[Stored data]

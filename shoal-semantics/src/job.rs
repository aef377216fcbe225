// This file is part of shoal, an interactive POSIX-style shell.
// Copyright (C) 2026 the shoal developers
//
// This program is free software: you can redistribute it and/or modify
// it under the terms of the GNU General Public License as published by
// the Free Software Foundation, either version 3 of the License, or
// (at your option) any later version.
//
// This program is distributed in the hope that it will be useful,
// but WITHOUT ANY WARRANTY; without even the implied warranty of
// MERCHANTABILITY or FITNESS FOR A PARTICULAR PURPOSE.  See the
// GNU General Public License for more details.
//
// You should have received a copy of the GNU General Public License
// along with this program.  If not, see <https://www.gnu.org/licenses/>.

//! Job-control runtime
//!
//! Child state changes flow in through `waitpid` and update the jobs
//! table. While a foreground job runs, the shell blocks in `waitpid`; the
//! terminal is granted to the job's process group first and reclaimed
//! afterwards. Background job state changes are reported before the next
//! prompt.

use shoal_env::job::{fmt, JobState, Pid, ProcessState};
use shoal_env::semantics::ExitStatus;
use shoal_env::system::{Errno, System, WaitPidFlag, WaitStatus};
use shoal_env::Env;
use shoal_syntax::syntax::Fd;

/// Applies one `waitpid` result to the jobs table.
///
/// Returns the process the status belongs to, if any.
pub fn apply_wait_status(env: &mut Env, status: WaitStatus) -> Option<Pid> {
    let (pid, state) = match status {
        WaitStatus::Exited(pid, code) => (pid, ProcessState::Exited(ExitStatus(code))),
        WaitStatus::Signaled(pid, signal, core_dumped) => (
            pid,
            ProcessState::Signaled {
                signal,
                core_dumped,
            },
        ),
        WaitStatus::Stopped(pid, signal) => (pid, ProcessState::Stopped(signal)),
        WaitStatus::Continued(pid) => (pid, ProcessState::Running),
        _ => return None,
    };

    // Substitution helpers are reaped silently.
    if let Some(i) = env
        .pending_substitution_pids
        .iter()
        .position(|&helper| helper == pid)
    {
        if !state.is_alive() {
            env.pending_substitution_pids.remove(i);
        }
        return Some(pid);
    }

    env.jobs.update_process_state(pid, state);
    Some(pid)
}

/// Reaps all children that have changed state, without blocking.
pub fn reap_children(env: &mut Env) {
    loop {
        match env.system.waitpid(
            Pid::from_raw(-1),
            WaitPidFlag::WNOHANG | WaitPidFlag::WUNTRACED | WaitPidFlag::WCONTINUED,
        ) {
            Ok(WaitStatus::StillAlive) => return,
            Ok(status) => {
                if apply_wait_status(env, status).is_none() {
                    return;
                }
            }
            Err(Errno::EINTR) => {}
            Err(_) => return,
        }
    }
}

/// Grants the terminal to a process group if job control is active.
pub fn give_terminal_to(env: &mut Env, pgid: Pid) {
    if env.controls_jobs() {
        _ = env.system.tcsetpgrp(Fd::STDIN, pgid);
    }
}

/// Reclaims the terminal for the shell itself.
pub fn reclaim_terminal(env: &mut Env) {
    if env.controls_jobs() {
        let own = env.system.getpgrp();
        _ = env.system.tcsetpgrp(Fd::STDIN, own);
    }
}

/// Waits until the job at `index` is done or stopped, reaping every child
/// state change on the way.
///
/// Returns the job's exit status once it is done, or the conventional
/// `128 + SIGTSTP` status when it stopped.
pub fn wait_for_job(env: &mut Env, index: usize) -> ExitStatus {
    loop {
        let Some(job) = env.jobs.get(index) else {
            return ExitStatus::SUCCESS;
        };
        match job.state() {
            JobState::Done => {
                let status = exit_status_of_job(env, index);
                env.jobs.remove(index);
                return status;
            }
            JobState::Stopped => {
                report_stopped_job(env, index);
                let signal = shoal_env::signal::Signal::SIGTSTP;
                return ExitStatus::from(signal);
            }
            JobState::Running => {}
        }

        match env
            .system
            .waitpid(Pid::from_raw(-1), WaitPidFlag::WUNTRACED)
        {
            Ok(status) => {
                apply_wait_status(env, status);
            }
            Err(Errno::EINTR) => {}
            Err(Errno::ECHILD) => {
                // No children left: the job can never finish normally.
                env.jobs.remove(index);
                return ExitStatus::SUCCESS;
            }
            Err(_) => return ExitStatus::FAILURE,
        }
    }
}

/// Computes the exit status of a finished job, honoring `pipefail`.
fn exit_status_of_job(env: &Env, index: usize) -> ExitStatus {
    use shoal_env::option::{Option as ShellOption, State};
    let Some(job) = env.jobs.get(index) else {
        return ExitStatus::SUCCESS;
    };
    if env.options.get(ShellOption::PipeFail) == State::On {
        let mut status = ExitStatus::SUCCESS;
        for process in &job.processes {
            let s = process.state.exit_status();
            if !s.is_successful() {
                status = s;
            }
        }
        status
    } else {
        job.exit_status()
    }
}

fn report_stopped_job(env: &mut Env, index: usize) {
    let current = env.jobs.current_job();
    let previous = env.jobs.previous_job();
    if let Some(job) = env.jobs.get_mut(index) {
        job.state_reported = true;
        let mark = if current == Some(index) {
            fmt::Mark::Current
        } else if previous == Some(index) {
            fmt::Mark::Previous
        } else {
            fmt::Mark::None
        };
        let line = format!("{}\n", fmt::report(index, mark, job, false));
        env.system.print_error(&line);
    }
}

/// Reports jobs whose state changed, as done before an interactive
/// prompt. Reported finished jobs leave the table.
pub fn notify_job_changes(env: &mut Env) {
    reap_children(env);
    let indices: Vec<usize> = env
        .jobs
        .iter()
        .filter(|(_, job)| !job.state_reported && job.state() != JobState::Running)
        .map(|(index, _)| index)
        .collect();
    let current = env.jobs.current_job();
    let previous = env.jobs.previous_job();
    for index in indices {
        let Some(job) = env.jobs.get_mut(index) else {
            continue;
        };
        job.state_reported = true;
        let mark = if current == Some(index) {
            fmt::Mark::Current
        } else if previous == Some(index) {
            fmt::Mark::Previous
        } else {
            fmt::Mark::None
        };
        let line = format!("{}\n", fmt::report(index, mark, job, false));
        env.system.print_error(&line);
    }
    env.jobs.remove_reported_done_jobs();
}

• _What you are asked to do_: Please return every line of the records above that contains the word "ShellOption".

• _Reply to the task_:
    use shoal_env::option::{Option as ShellOption, State};
    if env.options.get(ShellOption::PipeFail) == State::On {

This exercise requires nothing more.